大鵬という時代

tk33082013-01-20

敗戦5日後、ソ連軍が南下する樺太から最後の引き揚げ船が出る。1500人がひしめく船内に、3人の子を連れた母がいた。船は稚内経由で小樽に向かう途中、魚雷で沈んだ。母親を船酔いにし、稚内で下船させたのは相撲の神様なのか。色白の末っ子は、名横綱大鵬になる
納谷幸喜(なやこうき)さんが、72歳で亡くなった。母が生地の北海道から樺太に渡り、ウクライナ人と出会ったのも縁だろう。その父親とは戦中に離別、少年時代は道内を転々とし、重労働で家を支えた
大量の薪を割り、ツルハシで道を直し、スコップで砂利をすくう。険しい山に苗木を植え、柄が背丈ほどある鎌で下草を刈った。腰を入れて体全体で鎌をひねる動作は、得意技のすくい投げにつながる
32回の優勝は別格だ。ライバル柏戸の剛に対して柔、自在な取り口で受けて強かった。対戦相手は「柏戸は壁にぶつかる感じ、大鵬は壁に吸い込まれる感じ」と振り返る。その姿、その所作、静止画にたえる横綱だった
子どもが好きなものを並べて「巨人、大鵬、卵焼き」と言われた全盛期、巨人と一緒は面白くなかったらしい。「有望選手を集めれば勝つのが当たり前。こっちは裸一貫なのに」と。晩年、若手の没個性や、稽古量の乏しさをよく嘆いた。「日本は豊かになりすぎた」

貴乃花が土俵を降りて、きょうで10年になる。大鵬貴乃花白鵬。美しく強い綱の系譜はまだ伸びるのだろうか。相撲を取らずとも、ただ見とれていたい力士が少なくなった。

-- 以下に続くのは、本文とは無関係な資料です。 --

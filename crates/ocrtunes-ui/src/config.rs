use ocrtunes_engine::coords::Rect;
use serde::Deserialize;

use crate::error::BuildError;
use crate::scene::SceneId;

/// Construction record shared by every widget type.
///
/// Each widget reads the fields it understands. When loaded from data, unknown
/// keys are rejected.
///
/// ```rust,ignore
/// let cfg = WidgetConfig::new(825.0, 330.0, 225.0, 50.0)
///     .text("Username")
///     .editable(true)
///     .max_length(22);
/// let field = TextField::new(&cfg, Style::default())?;
/// ```
#[derive(Debug, Clone, PartialEq, Deserialize)]
#[serde(default, deny_unknown_fields)]
pub struct WidgetConfig {
    pub x: f32,
    pub y: f32,
    pub width: f32,
    pub height: f32,
    /// Label for buttons, initial text for fields.
    pub text: String,
    /// Empty-state text for fields and dropdowns. Fields fall back to `text`.
    pub placeholder: Option<String>,
    pub editable: bool,
    /// Whether the widget paints its background shape.
    pub background: bool,
    pub centred: bool,
    pub max_length: Option<usize>,
    pub redirect: Option<SceneId>,
    pub font_size: Option<f32>,
    pub radius: Option<f32>,
}

impl Default for WidgetConfig {
    fn default() -> Self {
        Self {
            x: 0.0,
            y: 0.0,
            width: 0.0,
            height: 0.0,
            text: String::new(),
            placeholder: None,
            editable: false,
            background: true,
            centred: true,
            max_length: None,
            redirect: None,
            font_size: None,
            radius: None,
        }
    }
}

impl WidgetConfig {
    pub fn new(x: f32, y: f32, width: f32, height: f32) -> Self {
        Self { x, y, width, height, ..Self::default() }
    }

    pub fn text(mut self, t: impl Into<String>) -> Self {
        self.text = t.into();
        self
    }

    pub fn placeholder(mut self, t: impl Into<String>) -> Self {
        self.placeholder = Some(t.into());
        self
    }

    pub fn editable(mut self, v: bool) -> Self {
        self.editable = v;
        self
    }

    pub fn background(mut self, v: bool) -> Self {
        self.background = v;
        self
    }

    pub fn centred(mut self, v: bool) -> Self {
        self.centred = v;
        self
    }

    pub fn max_length(mut self, n: usize) -> Self {
        self.max_length = Some(n);
        self
    }

    pub fn redirect(mut self, id: SceneId) -> Self {
        self.redirect = Some(id);
        self
    }

    pub fn font_size(mut self, size: f32) -> Self {
        self.font_size = Some(size);
        self
    }

    pub fn radius(mut self, r: f32) -> Self {
        self.radius = Some(r);
        self
    }

    /// The configured bounds, validated.
    pub fn rect(&self) -> Result<Rect, BuildError> {
        let valid = |v: f32| v.is_finite() && v > 0.0;
        if !valid(self.width) || !valid(self.height) || !self.x.is_finite() || !self.y.is_finite() {
            return Err(BuildError::InvalidSize { width: self.width, height: self.height });
        }
        Ok(Rect::new(self.x, self.y, self.width, self.height))
    }
}

#[cfg(test)]
mod tests {
    use super::*;

    #[test]
    fn builder_sets_fields() {
        let cfg = WidgetConfig::new(1.0, 2.0, 3.0, 4.0)
            .text("Log In")
            .redirect(SceneId::new("library"))
            .background(false);
        assert_eq!(cfg.rect().unwrap(), Rect::new(1.0, 2.0, 3.0, 4.0));
        assert_eq!(cfg.redirect, Some(SceneId::new("library")));
        assert!(!cfg.background);
        assert!(cfg.centred);
    }

    #[test]
    fn zero_size_is_rejected() {
        let err = WidgetConfig::new(0.0, 0.0, 0.0, 10.0).rect().unwrap_err();
        assert!(matches!(err, BuildError::InvalidSize { .. }));
    }

    #[test]
    fn loads_from_json_with_defaults() {
        let cfg: WidgetConfig = serde_json::from_str(
            r#"{ "x": 825, "y": 330, "width": 225, "height": 50, "text": "Username",
                 "editable": true, "max_length": 22, "redirect": "library" }"#,
        )
        .unwrap();
        assert_eq!(cfg.max_length, Some(22));
        assert_eq!(cfg.redirect, Some(SceneId::new("library")));
        assert!(cfg.background);
    }

    #[test]
    fn unknown_fields_are_rejected() {
        let res: Result<WidgetConfig, _> =
            serde_json::from_str(r#"{ "x": 1, "y": 1, "width": 1, "height": 1, "colour": "red" }"#);
        assert!(res.is_err());
    }
}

http://www.asahi.com/paper/column.html

↑これは今日の天声人語、そうしてこれは↓スポーツ面に載っていた西村欣也のコラム。

巨人、大鵬、卵焼きの頃 元横綱大鵬死去
人々が共有できる価値観の象徴であったと思う。
1960年代、野球と相撲は大衆が好むスポーツ娯楽の中央にあり、子どもの弁当には卵焼きが添えられていた。巨人はプロ野球の盟主として存在し、大鵬は大相撲の中心にいた。
巨人には阪神大鵬には柏戸という好敵手がいた。それでも、巨人、大鵬を卵焼きと並べることで、ライバルとは関係なく万人が認める価値を共有したいという空気があった。
高度成長期という時代背景。長嶋茂雄・元巨人監督がこう話していた。「時代がヒーローを要求し、その波動が長嶋茂雄を作っていったんですねえ」。横綱大鵬も間違いなく時代が生んだスターだった。勝ち続け、成長し続ける未来が、国民の前に広がっていた。
今、私たちは共通の価値を見いだすことが簡単ではない時代に生きている。だからこそ、「巨人、大鵬、卵焼き」という言葉に郷愁を感じ、懐かしさを覚えるのだろう。
1人の大横綱の死去による喪失感は大きいが、それだけではない。大鵬を失って、時代の残り香のようなものが、すっと消えていく。そんな寂しさを禁じ得ない。

http://digital.asahi.com/articles/TKY201301200006.html

次にこんなに大騒ぎになるのは誰が亡くなったときでしょうな。